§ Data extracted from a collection
★ ★ ★ ★ ★ ★ ★
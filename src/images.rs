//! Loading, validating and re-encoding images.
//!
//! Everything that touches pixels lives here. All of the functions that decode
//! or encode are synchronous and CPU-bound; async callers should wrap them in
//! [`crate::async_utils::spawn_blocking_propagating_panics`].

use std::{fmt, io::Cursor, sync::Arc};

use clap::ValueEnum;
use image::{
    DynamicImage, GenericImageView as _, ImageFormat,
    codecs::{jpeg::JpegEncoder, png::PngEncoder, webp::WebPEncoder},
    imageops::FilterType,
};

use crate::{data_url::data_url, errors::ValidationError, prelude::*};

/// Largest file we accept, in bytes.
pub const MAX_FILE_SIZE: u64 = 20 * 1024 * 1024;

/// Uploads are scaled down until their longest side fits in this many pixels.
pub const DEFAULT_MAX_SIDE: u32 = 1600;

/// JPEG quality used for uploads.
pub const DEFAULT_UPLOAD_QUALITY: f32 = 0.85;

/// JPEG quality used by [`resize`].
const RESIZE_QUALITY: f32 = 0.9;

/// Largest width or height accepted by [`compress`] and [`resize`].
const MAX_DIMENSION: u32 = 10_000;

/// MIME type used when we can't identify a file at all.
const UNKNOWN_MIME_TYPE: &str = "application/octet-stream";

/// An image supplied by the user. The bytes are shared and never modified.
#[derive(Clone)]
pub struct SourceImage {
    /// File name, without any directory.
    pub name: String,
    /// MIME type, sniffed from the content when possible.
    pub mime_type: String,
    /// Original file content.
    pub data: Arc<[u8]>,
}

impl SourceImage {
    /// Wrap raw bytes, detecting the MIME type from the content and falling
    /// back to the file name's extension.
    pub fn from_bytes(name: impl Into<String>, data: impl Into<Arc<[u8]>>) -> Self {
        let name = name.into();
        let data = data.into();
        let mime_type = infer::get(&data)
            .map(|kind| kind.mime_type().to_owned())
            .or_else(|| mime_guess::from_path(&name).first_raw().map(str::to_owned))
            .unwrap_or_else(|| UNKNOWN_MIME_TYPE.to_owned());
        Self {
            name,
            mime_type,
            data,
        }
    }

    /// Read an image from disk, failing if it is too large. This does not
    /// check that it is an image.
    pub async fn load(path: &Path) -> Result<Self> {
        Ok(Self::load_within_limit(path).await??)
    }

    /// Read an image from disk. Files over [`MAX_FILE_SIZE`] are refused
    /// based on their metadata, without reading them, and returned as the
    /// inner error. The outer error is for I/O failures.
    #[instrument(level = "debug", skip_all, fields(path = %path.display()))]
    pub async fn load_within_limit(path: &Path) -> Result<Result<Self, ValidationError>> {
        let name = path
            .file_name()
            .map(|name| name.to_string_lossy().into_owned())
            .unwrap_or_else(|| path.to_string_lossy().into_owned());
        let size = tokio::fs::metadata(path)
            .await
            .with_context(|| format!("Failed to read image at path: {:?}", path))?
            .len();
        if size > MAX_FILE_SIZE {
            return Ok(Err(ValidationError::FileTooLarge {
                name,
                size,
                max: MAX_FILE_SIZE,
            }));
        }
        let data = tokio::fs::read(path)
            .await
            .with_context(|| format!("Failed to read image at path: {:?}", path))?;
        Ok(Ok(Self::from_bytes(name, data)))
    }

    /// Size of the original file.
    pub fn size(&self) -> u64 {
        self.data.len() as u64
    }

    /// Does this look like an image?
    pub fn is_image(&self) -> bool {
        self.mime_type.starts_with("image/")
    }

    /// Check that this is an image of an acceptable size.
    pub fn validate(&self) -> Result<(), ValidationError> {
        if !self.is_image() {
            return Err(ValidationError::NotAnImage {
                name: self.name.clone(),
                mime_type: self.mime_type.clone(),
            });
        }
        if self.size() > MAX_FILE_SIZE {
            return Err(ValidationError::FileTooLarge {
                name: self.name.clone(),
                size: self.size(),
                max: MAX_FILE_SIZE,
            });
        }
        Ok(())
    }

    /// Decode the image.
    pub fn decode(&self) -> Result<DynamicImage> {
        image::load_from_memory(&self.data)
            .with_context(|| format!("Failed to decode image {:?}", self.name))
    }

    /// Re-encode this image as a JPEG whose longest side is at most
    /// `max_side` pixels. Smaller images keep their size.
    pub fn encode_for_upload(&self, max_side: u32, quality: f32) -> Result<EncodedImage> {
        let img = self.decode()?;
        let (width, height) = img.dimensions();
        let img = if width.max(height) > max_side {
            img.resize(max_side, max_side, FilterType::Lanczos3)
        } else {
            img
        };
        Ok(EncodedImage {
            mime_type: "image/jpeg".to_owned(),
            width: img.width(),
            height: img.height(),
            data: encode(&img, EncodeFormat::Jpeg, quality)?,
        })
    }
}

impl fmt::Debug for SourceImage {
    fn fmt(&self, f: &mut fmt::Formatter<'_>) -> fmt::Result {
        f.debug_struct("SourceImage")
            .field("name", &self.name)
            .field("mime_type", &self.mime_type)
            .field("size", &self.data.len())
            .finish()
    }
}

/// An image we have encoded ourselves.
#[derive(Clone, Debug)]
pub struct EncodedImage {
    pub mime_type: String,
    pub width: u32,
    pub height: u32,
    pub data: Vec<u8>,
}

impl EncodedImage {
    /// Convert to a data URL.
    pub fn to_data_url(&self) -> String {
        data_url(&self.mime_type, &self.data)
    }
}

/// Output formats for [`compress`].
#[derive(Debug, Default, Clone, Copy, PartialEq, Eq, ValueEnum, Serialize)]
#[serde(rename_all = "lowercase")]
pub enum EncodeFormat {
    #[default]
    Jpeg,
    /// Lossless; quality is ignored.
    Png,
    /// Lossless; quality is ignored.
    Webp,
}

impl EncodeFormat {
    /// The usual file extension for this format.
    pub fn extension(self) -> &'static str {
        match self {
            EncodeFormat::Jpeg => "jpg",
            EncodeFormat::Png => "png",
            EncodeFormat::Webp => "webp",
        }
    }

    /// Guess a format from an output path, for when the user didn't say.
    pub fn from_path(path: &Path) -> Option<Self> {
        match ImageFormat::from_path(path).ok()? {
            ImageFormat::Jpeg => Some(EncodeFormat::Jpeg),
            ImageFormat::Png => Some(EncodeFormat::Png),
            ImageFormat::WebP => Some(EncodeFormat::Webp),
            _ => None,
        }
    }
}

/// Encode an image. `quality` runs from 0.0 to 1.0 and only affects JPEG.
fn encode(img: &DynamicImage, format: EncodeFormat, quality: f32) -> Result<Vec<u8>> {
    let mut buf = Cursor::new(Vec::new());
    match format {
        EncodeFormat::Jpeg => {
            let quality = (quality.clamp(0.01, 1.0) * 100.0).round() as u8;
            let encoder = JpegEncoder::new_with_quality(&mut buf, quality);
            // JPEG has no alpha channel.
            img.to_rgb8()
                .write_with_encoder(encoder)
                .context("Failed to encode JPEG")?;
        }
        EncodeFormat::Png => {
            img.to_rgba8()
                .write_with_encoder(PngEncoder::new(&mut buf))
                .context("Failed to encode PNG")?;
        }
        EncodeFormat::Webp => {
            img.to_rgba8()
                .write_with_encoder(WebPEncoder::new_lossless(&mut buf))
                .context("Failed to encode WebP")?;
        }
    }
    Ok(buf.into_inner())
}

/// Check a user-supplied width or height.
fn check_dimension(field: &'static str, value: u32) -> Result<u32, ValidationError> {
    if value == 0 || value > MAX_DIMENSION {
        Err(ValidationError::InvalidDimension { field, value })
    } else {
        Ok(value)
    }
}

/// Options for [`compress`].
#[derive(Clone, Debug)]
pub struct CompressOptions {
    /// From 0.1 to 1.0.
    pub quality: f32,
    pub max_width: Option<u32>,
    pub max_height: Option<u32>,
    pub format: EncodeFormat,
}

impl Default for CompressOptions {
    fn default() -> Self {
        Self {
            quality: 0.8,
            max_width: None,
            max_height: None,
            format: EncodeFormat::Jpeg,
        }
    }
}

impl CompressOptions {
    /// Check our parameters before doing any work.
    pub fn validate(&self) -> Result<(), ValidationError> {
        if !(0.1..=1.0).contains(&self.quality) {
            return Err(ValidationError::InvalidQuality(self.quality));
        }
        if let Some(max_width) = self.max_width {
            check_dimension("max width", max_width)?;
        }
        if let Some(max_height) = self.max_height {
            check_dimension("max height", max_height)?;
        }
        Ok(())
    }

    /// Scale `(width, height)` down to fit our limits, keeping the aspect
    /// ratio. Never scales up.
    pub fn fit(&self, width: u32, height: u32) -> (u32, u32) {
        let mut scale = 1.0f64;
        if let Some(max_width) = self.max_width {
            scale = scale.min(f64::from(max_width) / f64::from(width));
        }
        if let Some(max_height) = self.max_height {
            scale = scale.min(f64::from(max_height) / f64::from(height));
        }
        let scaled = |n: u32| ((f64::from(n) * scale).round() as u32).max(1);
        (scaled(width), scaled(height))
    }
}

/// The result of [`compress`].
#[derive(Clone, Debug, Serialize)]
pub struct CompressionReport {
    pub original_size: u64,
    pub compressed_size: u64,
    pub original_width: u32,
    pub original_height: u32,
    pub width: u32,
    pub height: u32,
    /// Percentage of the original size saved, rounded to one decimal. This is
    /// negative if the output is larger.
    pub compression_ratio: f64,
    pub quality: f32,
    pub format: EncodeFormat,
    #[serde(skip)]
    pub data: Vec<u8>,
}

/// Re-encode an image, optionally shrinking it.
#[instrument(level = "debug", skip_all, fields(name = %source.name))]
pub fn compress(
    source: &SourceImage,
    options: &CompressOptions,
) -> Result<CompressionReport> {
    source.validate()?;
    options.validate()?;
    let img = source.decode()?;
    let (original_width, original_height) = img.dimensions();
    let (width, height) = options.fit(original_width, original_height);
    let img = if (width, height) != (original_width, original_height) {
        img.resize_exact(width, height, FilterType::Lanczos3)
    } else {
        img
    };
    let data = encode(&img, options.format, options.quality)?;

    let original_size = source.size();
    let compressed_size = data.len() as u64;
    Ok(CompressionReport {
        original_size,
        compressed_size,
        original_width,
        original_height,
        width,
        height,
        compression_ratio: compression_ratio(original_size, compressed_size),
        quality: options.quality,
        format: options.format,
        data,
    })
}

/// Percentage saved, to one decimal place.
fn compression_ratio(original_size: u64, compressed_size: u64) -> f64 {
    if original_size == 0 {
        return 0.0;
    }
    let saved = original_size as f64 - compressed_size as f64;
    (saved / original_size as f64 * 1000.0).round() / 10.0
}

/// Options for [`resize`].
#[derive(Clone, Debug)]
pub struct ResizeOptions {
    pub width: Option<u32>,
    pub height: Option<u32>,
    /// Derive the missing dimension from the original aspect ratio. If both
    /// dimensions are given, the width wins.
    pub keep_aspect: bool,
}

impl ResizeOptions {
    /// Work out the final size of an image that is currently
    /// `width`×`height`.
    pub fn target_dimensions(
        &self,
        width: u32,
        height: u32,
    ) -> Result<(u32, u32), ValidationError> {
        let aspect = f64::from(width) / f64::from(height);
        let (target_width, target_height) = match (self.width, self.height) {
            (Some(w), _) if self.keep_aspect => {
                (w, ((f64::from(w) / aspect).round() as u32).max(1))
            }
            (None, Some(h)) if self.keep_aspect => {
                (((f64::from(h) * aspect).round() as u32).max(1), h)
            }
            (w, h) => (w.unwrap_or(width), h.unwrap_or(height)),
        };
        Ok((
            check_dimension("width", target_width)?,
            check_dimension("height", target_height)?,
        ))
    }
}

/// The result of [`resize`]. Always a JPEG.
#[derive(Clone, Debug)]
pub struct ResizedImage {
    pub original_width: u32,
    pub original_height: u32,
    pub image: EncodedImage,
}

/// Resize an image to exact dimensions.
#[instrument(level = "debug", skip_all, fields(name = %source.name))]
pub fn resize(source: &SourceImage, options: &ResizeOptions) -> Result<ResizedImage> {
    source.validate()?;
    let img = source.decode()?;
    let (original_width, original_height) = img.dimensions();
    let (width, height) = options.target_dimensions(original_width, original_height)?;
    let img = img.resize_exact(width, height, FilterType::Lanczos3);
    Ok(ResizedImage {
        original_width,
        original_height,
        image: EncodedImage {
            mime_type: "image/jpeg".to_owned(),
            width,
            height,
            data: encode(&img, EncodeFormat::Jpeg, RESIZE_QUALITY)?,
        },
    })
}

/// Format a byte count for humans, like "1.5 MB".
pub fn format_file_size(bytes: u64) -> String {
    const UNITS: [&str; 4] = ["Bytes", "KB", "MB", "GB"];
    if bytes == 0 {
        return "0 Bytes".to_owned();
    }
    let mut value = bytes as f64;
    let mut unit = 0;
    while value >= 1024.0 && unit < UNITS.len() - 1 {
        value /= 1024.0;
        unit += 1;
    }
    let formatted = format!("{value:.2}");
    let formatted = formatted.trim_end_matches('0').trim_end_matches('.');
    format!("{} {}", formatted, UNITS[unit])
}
★ ★ ★ ★ ★ ★ ★
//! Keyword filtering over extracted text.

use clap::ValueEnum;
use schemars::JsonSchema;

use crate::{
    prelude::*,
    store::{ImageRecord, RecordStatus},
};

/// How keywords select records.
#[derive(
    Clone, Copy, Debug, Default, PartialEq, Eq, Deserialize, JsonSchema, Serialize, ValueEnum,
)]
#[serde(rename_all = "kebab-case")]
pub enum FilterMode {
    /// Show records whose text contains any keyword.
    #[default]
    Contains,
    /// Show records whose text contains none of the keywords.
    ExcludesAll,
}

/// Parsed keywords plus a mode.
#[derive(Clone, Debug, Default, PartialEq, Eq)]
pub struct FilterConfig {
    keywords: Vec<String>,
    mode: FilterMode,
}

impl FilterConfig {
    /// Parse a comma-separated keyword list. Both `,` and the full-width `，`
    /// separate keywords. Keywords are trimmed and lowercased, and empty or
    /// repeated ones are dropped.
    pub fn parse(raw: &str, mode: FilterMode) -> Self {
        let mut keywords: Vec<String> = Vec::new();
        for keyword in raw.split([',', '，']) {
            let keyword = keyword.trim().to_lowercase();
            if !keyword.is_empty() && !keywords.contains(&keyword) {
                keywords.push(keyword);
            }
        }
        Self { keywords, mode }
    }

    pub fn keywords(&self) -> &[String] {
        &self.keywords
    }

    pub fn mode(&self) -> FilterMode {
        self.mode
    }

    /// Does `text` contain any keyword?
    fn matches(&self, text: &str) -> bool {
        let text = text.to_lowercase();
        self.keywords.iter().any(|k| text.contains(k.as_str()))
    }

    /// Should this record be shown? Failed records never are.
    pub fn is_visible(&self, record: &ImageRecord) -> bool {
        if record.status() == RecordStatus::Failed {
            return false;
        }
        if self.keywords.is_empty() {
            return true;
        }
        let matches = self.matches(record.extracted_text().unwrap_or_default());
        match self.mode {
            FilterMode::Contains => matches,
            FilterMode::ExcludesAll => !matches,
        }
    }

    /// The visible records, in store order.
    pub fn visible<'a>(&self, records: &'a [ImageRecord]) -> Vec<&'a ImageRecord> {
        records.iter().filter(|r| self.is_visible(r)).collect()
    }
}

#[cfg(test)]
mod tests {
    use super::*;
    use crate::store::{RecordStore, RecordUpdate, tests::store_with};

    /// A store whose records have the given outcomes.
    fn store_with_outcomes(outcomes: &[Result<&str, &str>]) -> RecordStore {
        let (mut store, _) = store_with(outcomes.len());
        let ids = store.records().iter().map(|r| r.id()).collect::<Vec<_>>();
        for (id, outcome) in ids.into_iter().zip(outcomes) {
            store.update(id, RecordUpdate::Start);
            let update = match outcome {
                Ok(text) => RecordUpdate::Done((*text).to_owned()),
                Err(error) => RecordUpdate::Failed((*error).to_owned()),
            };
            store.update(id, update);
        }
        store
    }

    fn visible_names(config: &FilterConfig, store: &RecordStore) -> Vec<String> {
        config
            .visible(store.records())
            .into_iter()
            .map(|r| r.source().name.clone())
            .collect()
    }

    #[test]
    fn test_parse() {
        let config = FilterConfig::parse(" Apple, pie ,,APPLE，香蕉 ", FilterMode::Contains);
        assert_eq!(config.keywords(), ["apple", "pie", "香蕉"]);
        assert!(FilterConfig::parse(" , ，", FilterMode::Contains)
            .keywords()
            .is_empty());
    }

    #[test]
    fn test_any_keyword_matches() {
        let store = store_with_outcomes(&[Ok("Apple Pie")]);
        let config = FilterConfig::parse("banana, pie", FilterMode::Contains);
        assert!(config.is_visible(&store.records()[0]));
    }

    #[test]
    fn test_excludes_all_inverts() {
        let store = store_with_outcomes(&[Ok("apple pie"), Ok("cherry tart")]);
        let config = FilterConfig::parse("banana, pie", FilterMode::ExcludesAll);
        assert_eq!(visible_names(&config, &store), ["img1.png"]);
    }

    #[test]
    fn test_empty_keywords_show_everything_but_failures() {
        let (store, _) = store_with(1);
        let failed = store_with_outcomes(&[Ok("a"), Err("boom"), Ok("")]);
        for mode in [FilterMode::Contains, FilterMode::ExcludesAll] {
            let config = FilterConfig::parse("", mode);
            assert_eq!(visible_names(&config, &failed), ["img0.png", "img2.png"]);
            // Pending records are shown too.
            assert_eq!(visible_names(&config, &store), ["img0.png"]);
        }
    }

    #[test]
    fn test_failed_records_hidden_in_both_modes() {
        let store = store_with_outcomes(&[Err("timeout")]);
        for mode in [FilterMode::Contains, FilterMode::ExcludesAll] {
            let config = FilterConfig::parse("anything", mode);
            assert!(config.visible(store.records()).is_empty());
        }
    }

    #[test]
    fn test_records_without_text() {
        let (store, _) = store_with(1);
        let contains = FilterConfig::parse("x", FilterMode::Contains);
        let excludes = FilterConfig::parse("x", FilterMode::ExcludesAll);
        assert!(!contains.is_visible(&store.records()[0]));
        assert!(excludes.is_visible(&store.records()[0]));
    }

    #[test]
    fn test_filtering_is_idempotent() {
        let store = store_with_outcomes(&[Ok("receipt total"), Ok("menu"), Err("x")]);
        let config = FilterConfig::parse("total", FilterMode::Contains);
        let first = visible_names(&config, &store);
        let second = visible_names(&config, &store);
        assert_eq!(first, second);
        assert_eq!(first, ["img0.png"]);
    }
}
★ ★ ★ ★ ★ ★ ★
§ TASK OBJECTIVE
List every line from the entries above in which "static" appears.

§ EXPECTED OUTPUT
    pub fn extension(self) -> &'static str {
fn check_dimension(field: &'static str, value: u32) -> Result<u32, ValidationError> {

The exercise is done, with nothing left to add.